▶ DATA EXTRACTS:
== Segment start ==

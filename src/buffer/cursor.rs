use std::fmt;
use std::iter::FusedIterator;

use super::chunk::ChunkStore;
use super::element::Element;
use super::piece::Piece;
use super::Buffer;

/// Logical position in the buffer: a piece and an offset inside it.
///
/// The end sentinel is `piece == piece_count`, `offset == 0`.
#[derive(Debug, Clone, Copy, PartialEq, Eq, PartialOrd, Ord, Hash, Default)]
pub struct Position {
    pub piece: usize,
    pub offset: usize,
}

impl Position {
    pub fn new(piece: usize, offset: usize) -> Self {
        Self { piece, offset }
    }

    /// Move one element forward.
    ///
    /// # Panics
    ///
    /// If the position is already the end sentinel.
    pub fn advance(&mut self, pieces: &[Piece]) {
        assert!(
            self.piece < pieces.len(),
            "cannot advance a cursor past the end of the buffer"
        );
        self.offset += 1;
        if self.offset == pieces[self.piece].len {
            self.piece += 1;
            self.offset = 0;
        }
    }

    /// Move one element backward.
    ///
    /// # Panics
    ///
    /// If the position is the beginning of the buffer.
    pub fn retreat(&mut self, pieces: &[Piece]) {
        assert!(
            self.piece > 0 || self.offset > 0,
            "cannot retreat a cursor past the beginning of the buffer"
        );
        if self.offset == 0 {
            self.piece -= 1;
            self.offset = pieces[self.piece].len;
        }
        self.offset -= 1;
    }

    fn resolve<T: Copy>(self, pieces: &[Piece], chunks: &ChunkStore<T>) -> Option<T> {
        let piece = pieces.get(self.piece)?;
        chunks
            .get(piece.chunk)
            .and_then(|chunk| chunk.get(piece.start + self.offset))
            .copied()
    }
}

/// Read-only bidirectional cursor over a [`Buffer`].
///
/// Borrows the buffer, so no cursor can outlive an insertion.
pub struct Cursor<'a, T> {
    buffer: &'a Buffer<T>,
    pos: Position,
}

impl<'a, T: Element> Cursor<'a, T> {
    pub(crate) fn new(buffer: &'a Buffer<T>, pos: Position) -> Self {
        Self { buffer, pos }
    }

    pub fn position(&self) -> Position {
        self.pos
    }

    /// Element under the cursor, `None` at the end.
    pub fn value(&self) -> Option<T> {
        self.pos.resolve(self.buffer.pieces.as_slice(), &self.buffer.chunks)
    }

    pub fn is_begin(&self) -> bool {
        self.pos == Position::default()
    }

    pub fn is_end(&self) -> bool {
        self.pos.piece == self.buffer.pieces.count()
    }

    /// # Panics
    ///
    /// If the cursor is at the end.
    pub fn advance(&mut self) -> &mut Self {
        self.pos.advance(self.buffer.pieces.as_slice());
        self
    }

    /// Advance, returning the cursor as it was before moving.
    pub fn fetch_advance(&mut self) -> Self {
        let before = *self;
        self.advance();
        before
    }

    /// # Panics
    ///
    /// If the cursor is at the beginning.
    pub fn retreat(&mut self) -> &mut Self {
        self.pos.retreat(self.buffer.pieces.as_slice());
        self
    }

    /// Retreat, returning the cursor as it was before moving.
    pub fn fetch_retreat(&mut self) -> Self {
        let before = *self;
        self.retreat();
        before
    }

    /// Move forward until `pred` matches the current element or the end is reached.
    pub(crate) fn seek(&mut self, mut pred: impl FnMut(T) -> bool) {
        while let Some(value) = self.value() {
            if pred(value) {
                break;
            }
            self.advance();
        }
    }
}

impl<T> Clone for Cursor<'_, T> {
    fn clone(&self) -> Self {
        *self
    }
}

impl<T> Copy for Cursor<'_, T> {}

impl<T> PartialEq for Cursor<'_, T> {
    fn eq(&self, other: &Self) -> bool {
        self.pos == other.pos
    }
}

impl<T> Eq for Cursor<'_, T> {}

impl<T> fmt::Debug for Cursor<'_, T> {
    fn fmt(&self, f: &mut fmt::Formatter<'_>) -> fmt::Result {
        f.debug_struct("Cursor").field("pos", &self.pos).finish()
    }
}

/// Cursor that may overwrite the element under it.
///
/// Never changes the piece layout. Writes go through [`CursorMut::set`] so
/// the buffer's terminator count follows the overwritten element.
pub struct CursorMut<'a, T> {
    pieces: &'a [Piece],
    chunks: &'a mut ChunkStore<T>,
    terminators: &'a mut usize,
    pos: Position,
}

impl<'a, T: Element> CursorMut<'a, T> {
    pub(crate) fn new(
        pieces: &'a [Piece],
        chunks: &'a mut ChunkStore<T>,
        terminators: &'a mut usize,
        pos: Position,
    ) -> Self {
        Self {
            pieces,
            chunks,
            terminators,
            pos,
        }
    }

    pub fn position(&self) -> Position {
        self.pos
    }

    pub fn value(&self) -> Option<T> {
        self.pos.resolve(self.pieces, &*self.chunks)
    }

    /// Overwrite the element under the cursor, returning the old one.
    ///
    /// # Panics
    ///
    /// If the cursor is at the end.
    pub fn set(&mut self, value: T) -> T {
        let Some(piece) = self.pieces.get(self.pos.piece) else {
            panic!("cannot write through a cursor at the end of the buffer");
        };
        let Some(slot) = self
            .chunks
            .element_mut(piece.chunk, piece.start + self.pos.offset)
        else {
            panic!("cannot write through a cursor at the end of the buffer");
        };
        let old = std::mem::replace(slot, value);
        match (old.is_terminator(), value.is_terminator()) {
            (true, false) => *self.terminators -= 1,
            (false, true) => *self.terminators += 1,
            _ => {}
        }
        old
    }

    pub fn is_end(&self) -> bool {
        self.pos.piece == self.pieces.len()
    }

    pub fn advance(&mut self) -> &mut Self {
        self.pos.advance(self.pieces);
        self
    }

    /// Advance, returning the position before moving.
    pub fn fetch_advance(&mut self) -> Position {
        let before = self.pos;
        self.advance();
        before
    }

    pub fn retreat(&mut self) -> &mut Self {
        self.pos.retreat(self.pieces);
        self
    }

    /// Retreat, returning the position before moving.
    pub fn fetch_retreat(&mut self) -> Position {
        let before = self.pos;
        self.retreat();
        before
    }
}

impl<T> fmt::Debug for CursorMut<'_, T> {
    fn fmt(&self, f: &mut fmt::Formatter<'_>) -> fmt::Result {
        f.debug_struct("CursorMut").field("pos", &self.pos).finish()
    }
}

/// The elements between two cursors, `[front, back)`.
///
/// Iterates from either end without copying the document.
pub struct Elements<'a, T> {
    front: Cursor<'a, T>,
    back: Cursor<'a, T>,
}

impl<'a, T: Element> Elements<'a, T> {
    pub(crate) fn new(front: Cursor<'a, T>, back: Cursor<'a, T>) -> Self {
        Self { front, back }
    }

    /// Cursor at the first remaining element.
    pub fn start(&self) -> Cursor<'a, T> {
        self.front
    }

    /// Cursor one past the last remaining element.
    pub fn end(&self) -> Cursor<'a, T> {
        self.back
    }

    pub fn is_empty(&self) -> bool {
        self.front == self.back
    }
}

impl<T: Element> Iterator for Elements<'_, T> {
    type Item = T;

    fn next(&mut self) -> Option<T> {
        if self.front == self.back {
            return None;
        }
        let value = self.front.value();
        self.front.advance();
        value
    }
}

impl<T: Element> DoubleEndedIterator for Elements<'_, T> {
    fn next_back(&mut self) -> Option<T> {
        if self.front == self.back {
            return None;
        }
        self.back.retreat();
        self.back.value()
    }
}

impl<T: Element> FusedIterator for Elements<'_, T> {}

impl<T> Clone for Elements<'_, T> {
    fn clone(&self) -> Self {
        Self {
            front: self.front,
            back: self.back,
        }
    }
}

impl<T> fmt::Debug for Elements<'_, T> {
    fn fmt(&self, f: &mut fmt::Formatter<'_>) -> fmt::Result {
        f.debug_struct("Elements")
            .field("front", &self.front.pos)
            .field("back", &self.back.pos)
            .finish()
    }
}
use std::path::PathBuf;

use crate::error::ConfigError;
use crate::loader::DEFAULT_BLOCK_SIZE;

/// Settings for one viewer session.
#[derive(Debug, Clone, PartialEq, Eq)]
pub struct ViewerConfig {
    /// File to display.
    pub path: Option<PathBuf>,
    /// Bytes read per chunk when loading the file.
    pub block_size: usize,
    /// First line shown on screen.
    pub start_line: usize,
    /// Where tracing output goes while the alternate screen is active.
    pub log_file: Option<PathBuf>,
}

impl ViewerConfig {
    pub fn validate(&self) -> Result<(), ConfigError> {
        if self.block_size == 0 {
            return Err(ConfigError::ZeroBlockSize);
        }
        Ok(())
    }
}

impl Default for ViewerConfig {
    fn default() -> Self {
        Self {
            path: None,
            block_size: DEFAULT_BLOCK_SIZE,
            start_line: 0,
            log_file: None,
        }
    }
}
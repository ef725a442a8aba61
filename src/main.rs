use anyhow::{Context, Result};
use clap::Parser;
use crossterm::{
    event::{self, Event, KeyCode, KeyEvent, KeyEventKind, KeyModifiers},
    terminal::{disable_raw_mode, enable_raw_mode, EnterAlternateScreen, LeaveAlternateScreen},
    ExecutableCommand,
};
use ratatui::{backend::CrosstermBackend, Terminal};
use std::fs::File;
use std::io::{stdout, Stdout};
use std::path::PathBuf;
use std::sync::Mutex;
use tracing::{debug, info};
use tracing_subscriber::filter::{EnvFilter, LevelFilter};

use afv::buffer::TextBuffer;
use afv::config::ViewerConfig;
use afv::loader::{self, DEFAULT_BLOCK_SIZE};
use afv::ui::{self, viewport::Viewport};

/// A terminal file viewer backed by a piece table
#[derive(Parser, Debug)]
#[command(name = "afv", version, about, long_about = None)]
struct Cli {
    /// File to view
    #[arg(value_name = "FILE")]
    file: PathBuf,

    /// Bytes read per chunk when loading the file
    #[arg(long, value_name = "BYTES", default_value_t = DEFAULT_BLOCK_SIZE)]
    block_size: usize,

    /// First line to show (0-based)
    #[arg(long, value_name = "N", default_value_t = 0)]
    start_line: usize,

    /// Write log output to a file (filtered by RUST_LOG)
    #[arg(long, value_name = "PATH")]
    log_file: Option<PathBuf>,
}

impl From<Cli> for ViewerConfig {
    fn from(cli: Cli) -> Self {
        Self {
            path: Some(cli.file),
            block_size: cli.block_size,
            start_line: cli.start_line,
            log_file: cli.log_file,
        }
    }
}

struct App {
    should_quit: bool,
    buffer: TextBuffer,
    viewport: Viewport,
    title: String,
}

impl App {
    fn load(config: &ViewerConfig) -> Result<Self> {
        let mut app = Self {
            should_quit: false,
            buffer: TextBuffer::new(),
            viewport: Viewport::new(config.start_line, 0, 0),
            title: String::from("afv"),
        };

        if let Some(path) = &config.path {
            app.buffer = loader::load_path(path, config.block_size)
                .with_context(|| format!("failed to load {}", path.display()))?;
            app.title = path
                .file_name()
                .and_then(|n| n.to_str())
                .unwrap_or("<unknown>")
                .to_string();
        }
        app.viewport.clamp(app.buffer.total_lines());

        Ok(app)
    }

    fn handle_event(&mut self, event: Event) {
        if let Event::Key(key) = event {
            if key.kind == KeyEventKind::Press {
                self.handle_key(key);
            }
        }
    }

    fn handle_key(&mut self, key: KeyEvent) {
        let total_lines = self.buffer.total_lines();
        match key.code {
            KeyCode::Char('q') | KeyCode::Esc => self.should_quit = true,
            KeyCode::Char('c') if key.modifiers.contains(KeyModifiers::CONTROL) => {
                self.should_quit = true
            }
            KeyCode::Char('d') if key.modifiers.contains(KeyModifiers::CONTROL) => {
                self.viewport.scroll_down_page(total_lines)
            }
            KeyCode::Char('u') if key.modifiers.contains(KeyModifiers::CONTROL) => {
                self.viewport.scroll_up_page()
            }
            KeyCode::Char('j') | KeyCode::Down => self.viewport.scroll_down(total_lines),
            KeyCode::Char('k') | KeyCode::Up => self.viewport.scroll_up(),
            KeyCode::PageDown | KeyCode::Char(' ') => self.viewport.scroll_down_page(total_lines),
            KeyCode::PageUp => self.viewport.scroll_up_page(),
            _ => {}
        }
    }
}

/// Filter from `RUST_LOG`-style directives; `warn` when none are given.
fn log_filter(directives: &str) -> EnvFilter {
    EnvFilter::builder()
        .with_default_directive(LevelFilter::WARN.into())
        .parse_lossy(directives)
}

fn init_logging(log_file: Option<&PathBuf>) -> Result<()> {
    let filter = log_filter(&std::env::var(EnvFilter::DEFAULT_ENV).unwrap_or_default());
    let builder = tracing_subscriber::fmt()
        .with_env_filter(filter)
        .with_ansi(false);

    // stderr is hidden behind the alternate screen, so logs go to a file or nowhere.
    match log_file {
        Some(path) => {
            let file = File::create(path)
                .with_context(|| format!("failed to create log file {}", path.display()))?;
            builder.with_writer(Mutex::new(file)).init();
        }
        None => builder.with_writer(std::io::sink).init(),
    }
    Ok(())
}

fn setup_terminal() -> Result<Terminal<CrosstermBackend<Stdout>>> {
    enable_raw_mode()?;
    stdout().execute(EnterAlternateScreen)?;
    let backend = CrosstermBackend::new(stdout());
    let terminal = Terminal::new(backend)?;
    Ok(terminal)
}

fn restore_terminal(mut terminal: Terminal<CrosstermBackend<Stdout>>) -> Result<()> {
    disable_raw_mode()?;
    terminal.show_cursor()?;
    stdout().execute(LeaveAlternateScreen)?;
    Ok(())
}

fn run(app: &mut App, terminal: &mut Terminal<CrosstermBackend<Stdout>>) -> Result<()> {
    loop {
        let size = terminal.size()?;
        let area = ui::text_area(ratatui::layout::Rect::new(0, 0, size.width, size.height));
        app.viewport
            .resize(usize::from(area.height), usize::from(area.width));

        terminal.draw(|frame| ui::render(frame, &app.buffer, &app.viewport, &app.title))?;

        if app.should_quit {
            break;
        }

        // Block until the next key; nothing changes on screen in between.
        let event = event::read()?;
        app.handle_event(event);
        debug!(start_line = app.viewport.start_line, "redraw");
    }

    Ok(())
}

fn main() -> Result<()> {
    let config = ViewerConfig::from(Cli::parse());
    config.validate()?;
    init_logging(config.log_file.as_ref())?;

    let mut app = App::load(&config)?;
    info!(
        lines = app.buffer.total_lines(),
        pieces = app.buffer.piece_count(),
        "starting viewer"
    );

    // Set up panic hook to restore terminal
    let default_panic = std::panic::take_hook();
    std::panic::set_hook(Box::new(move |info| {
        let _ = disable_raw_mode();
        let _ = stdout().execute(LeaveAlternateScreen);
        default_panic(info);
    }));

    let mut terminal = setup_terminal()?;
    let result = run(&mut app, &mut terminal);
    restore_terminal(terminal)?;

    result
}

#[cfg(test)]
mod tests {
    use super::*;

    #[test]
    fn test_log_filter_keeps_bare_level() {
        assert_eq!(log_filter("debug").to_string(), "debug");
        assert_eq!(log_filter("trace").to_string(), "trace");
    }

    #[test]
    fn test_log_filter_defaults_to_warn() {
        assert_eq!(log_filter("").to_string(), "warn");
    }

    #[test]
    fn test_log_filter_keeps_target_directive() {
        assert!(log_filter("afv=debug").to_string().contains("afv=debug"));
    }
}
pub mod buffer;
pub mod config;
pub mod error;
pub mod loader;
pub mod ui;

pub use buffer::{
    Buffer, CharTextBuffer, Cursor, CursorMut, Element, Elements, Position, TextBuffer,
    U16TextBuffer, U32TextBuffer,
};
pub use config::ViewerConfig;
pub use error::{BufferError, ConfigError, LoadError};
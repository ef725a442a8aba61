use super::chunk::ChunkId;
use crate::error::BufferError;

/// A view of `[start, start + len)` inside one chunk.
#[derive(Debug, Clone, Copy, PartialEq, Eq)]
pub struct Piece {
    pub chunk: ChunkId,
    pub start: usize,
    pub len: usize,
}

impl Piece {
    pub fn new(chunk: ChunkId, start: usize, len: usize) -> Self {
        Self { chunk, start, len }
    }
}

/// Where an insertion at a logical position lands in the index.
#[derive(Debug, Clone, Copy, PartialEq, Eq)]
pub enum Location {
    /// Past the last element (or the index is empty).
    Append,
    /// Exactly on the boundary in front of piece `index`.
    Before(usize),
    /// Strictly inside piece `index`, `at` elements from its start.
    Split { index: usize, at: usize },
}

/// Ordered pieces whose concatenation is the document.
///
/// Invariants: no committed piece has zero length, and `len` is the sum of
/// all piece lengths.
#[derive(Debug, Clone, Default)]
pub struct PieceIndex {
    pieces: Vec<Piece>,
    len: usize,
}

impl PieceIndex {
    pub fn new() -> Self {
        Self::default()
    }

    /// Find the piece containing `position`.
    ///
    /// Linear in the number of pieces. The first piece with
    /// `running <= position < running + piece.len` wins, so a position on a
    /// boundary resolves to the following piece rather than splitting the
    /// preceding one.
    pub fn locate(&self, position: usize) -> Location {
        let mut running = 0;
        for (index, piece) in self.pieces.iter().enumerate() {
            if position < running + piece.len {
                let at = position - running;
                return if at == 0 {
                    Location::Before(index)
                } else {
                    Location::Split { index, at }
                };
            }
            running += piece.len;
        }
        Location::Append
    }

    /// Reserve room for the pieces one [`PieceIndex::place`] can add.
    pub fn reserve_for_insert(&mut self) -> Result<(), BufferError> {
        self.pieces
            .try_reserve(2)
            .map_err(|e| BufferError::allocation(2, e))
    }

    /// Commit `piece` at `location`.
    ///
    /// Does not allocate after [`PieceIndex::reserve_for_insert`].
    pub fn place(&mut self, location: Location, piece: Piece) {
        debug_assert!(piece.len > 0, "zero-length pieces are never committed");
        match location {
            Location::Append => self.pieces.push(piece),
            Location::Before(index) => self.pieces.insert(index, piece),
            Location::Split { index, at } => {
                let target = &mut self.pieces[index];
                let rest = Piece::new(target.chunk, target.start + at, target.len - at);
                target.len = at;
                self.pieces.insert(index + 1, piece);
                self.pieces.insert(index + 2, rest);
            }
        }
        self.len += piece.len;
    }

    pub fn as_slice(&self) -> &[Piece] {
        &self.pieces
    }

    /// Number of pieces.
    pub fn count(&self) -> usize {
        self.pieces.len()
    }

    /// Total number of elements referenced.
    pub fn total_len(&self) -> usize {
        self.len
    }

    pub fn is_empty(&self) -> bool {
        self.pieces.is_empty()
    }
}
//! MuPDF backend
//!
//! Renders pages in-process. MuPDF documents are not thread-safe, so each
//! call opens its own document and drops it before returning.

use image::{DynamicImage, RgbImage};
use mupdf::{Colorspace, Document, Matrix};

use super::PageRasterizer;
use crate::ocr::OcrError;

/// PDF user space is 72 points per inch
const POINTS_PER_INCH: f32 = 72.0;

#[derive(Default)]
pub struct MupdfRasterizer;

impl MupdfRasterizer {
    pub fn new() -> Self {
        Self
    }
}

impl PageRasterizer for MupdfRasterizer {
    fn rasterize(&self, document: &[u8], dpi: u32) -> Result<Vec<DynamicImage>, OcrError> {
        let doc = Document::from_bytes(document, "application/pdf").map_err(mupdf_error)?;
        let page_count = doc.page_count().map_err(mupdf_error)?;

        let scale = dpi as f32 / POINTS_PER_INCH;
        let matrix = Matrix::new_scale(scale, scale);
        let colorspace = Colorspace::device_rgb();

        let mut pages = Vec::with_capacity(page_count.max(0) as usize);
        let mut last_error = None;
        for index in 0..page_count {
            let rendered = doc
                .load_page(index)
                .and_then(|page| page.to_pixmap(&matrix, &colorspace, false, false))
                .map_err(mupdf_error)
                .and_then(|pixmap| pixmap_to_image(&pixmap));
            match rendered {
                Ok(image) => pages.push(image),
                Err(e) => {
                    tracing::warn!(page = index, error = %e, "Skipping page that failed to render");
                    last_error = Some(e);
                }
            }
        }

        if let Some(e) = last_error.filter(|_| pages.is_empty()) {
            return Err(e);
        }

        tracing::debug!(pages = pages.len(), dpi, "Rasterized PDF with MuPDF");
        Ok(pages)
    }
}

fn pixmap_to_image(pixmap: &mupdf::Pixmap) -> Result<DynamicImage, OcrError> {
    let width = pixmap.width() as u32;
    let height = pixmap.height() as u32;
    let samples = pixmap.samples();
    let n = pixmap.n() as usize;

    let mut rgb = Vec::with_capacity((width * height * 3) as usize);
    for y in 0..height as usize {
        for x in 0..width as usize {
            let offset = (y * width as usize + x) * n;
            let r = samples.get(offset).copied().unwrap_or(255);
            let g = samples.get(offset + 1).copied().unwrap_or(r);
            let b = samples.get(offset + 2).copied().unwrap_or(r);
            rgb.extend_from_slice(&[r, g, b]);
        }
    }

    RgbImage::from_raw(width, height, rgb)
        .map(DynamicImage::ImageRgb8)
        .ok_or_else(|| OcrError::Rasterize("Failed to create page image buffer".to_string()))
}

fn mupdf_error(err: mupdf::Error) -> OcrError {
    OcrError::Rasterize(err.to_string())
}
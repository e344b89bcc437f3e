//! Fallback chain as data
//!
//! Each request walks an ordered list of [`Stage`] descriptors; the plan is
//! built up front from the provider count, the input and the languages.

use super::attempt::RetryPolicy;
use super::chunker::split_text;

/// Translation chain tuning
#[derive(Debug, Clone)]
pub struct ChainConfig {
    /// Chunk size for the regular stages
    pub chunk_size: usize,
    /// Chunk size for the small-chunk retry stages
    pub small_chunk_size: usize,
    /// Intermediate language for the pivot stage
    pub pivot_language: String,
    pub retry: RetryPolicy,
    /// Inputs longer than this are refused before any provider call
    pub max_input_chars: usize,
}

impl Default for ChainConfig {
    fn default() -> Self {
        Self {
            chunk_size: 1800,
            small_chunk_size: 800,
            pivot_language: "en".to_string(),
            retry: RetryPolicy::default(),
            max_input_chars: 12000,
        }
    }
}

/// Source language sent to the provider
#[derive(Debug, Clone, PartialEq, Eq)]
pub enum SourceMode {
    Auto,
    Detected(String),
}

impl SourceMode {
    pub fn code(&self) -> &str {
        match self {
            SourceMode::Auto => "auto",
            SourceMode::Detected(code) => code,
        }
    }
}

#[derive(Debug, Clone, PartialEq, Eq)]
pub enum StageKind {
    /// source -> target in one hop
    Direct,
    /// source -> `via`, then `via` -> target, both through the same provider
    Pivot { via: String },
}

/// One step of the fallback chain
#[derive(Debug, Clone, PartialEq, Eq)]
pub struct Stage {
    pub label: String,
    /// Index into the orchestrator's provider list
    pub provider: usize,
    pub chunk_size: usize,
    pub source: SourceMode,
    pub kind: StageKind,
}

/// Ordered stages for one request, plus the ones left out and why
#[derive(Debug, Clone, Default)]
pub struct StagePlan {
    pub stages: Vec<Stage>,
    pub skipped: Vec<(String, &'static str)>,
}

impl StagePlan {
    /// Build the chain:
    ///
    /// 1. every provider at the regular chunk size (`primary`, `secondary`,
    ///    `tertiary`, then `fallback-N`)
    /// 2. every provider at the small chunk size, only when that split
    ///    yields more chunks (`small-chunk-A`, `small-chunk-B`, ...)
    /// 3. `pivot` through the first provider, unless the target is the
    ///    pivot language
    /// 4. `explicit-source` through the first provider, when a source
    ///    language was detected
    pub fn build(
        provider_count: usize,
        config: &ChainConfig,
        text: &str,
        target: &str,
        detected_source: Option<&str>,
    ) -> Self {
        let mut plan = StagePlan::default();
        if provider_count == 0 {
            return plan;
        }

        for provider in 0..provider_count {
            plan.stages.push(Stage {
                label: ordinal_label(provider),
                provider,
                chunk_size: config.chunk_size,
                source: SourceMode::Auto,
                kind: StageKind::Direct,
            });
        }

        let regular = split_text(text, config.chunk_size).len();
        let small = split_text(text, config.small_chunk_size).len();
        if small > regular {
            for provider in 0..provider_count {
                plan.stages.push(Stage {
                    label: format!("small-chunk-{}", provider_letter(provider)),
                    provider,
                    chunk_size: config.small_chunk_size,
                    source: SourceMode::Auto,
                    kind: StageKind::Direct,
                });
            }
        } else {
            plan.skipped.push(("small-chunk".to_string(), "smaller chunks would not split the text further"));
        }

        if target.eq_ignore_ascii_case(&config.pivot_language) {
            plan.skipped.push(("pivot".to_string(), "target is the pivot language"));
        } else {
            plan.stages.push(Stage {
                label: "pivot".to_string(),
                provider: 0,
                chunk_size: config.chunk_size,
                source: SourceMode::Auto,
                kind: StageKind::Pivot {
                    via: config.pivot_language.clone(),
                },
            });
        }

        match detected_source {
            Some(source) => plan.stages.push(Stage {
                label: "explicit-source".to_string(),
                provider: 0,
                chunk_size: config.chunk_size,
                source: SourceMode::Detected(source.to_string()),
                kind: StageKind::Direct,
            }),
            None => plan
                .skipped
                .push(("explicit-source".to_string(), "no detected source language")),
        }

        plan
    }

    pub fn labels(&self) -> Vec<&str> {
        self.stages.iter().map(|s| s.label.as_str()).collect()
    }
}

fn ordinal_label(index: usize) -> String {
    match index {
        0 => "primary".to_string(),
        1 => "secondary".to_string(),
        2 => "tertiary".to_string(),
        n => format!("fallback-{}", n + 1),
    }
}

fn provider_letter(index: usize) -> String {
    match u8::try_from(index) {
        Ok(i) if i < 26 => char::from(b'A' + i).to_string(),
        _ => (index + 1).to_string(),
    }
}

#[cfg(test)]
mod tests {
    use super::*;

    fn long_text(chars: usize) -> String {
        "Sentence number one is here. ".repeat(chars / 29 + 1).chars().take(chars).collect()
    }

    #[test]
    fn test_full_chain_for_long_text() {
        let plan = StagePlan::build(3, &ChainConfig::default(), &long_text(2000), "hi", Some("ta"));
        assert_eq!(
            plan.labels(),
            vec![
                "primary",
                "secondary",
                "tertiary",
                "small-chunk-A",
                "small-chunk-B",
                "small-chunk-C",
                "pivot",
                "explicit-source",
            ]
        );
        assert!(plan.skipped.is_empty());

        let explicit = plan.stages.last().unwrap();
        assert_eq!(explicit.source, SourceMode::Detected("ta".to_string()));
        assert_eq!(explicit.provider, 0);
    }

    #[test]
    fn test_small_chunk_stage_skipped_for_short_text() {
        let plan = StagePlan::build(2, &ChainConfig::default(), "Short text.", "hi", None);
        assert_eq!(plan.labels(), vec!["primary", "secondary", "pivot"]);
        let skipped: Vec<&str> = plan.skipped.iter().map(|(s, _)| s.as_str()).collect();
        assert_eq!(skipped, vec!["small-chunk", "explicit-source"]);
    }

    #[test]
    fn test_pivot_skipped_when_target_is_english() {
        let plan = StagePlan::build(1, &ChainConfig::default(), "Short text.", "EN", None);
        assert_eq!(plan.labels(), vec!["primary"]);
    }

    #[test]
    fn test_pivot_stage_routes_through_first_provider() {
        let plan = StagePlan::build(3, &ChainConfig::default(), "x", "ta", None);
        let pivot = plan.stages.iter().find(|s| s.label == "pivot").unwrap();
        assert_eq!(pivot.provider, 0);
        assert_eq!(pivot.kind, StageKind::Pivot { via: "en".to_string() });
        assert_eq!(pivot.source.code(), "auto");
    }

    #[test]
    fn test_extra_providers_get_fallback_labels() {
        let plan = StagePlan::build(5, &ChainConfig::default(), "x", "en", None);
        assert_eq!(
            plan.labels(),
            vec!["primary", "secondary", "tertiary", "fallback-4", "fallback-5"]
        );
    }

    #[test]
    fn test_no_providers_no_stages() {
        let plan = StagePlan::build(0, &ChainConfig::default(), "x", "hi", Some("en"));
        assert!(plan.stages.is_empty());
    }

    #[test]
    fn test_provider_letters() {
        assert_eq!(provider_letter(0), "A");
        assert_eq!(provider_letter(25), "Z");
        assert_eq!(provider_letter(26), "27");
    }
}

== Segment end ==

▶ EXERCISE DIRECTIONS: Find every line in the records above that contains the word "moving", and copy each one.

▶ OUTPUT FOR THIS TASK:
    /// Advance, returning the cursor as it was before moving.
    /// Retreat, returning the cursor as it was before moving.
    /// Advance, returning the position before moving.
    /// Retreat, returning the position before moving.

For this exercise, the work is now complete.